Efficacy and Safety of Amantadine for Functional Recovery in Adults with Traumatic Brain Injury: An Updated Systematic Review and Meta-analysis
Davi Orli Machado Grüdtner1, João Padula Rocha1, Mateus Damiani Monteiro2, Giovanna Durgante Vitória1, Maria Júlia Hallack Moura1, Tamiris Dal Bó Martinello1, Josete Mazon1
1Federal University of Santa Catarina, 2Hospital São João Batista
Objective:
To present the results of a systematic review and meta-analysis about the efficacy and safety of amantadine to functional recovery in patients who suffered traumatic brain injury (TBI).
Background:
Amantadine is an antiviral drug with neuroprotective and neurostimulant properties, but its benefits on functional recovery after traumatic brain injuries are still uncertain. We aimed to perform a meta-analysis to evaluate the effects of amantadine in adults with TBI.
Design/Methods:
We systematically searched PubMed (MEDLINE), EMBASE, Cochrane Central Register of Controlled Trials, and Web of Science for randomized controlled trials (RCTs) and observational studies evaluating amantadine use in patients with TBI. Heterogeneity was examined with the Cochran Q test and I² statistics; p-values below 0.10 and I² > 25% were considered significant for heterogeneity. We performed statistical analysis with R software (version 4.4.0) with the meta package (version 7.0-0).
Results:
We included 7 RCTs and 4 observational studies accounting for 1273 patients of whom 459 (36%) received amantadine.
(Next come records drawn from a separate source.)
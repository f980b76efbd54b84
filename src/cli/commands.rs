//! Command execution for the cafe finder CLI
//!
//! Loads configuration, ingests the sheet into a [`SessionState`], applies
//! the initial search and filters, renders, and optionally hands control to
//! the interactive command loop.

use futures::StreamExt;
use indicatif::{ProgressBar, ProgressStyle};
use std::io::{self, Write};
use std::time::Duration;
use tokio::io::{AsyncBufReadExt, BufReader};
use tracing::{debug, info, warn};

use crate::app::models::FilterToken;
use crate::app::services::csv_ingest::{CsvIngestor, ParseResult};
use crate::app::services::filter_engine::FilterEngine;
use crate::app::services::renderer::{JsonRenderer, Renderer, TextRenderer};
use crate::app::services::session::SessionState;
use crate::app::services::transport::{SheetSource, Transport};
use crate::cli::args::Args;
use crate::cli::interactive::{CommandOutcome, SessionCommand, describe_filters};
use crate::config::{FinderConfig, OutputFormat};
use crate::{CafeError, Result};

/// Run the CLI with parsed arguments
pub async fn run(args: Args) -> Result<()> {
    setup_logging(&args)?;

    let config = load_configuration(&args)?;
    let source = args.source(&config);
    let transport = Transport::new(&config)?;

    let mut session = SessionState::new(FilterEngine::new(config.thresholds));
    apply_initial_state(&mut session, &args);

    let show_progress = !args.quiet && config.output_format == OutputFormat::Text;
    let ingest_error = match ingest(&transport, &source, show_progress).await {
        Ok(result) => {
            if args.show_stats {
                report_stats(&result);
            }
            session.replace_records(result.records);
            None
        }
        Err(error) => {
            session.record_failure(&error);
            Some(error)
        }
    };

    let mut renderer = build_renderer(&config);
    renderer.render(&session.view())?;

    if args.interactive && ingest_error.is_none() {
        run_interactive(&mut session, renderer.as_mut()).await?;
    }

    match ingest_error {
        Some(error) => Err(error),
        None => Ok(()),
    }
}

/// Set up structured logging on stderr
pub fn setup_logging(args: &Args) -> Result<()> {
    use tracing_subscriber::{EnvFilter, fmt, layer::SubscriberExt, util::SubscriberInitExt};

    let log_level = args.get_log_level();

    // Create filter, RUST_LOG wins over the CLI level
    let filter = EnvFilter::try_from_default_env()
        .unwrap_or_else(|_| EnvFilter::new(format!("cafe_finder={}", log_level)));

    // Set up subscriber: compact output in quiet mode, uptime timestamps otherwise
    let result = if args.quiet {
        tracing_subscriber::registry()
            .with(filter)
            .with(
                fmt::layer()
                    .with_target(false)
                    .with_level(true)
                    .with_writer(std::io::stderr)
                    .compact(),
            )
            .try_init()
    } else {
        tracing_subscriber::registry()
            .with(filter)
            .with(
                fmt::layer()
                    .with_target(false)
                    .with_level(true)
                    .with_timer(fmt::time::uptime())
                    .with_writer(std::io::stderr),
            )
            .try_init()
    };
    result.map_err(|e| CafeError::configuration(format!("Failed to initialize logging: {}", e)))?;

    debug!("Logging initialized at level: {}", log_level);
    Ok(())
}

/// Load configuration using layered approach (defaults -> file -> args)
pub fn load_configuration(args: &Args) -> Result<FinderConfig> {
    let config_path = match &args.config_file {
        Some(path) => Some(path.clone()),
        None => FinderConfig::default_config_path().ok(),
    };

    let config = match config_path {
        Some(path) => FinderConfig::load_from(&path)?,
        None => {
            warn!("No configuration directory available, using defaults");
            FinderConfig::default()
        }
    };

    // Command-line flags override file values
    let config = args.apply_to_config(config);
    config.validate()?;
    Ok(config)
}

/// Apply `--search`, `--pin` and `--filter` through the session mutation points
fn apply_initial_state(session: &mut SessionState, args: &Args) {
    // Pins go through the search box, so blank ones must not linger there
    for phrase in &args.pins {
        session.set_search_term(phrase);
        if session.pin_search().is_none() {
            warn!("Ignoring blank --pin value");
            session.clear_search();
        }
    }

    for name in &args.filters {
        let token = FilterToken::parse(name);
        if let FilterToken::Unrecognized(raw) = &token {
            warn!("Unrecognized filter '{}' will be ignored", raw);
        }
        if !session.active_filters().contains(&token) {
            session.toggle_token(token);
        }
    }

    if let Some(search) = &args.search {
        session.set_search_term(search);
    }
}

/// Open the source and stream it through the ingestor
pub async fn ingest(
    transport: &Transport,
    source: &SheetSource,
    show_progress: bool,
) -> Result<ParseResult> {
    let chunks = transport.open(source).await?;

    let progress = if show_progress {
        let pb = ProgressBar::new_spinner();
        if let Ok(style) = ProgressStyle::with_template("{spinner:.green} Loading cafes... {bytes}")
        {
            pb.set_style(style);
        }
        pb.enable_steady_tick(Duration::from_millis(100));
        pb
    } else {
        ProgressBar::hidden()
    };

    let tracker = progress.clone();
    let chunks = chunks.inspect(move |chunk| {
        if let Ok(bytes) = chunk {
            tracker.inc(bytes.len() as u64);
        }
    });

    let result = CsvIngestor::new().ingest_stream(chunks).await;
    progress.finish_and_clear();

    let result = result?;
    if result.stats.has_anomalies() {
        warn!(
            "{} ragged rows and {} unterminated quotes were read best-effort",
            result.stats.ragged_rows, result.stats.unterminated_quotes
        );
    }
    info!(
        "Loaded {} cafes from {}",
        result.records.len(),
        source.describe()
    );
    Ok(result)
}

fn build_renderer(config: &FinderConfig) -> Box<dyn Renderer> {
    match config.output_format {
        OutputFormat::Text => Box::new(TextRenderer::new(io::stdout(), config.color)),
        OutputFormat::Json => Box::new(JsonRenderer::new(io::stdout())),
    }
}

fn report_stats(result: &ParseResult) {
    let stats = &result.stats;
    eprintln!("Ingestion statistics:");
    eprintln!("  Bytes read:           {}", stats.bytes_consumed);
    eprintln!("  Lines seen:           {}", stats.lines_seen);
    eprintln!("  Data rows:            {}", stats.data_rows());
    eprintln!("  Blank lines skipped:  {}", stats.blank_lines_skipped);
    eprintln!("  Blank rows rejected:  {}", stats.blank_rows_rejected);
    eprintln!("  Ragged rows:          {}", stats.ragged_rows);
    eprintln!("  Unterminated quotes:  {}", stats.unterminated_quotes);
    eprintln!("  Records built:        {}", stats.records_built);
}

/// Read session commands from stdin until `quit` or end of input
async fn run_interactive(session: &mut SessionState, renderer: &mut dyn Renderer) -> Result<()> {
    let mut lines = BufReader::new(tokio::io::stdin()).lines();
    prompt()?;

    while let Some(line) = lines.next_line().await? {
        let outcome = match SessionCommand::parse(&line) {
            Ok(command) => command.apply(session),
            Err(message) => CommandOutcome::Message(message),
        };

        match outcome {
            CommandOutcome::Render => {
                eprintln!("{}", describe_filters(session));
                renderer.render(&session.view())?;
            }
            CommandOutcome::Message(message) => eprintln!("{}", message),
            CommandOutcome::Quit => break,
        }
        prompt()?;
    }
    Ok(())
}

fn prompt() -> Result<()> {
    let mut stderr = io::stderr();
    write!(stderr, "> ")?;
    stderr.flush()?;
    Ok(())
}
The analyses yielded results comparing amantadine use with its no-use showing no difference in functional recovery (SMD -0.36; 95% CI [-0.45, 0.31]; p = 0.72; I² = 78%), epileptic seizures (RR 0.78; 95% CI [0.42, 1.44]; p = 0.43; I² = 0%), in-hospital mortality (RR 0.9; 95% CI [0.35, 2.33]; p = 0.83; I² = 48%), and gastrointestinal events (RR 1.17; 95% CI [0.95, 1.43]; p = 0.13; I² = 0%).
Conclusions:
There was no significant difference between amantadine and the absence of its use to improve functional recovery in the context of TBI.
Disclaimer: Abstracts were not reviewed by Neurology® and do not reflect the views of Neurology® editors or staff.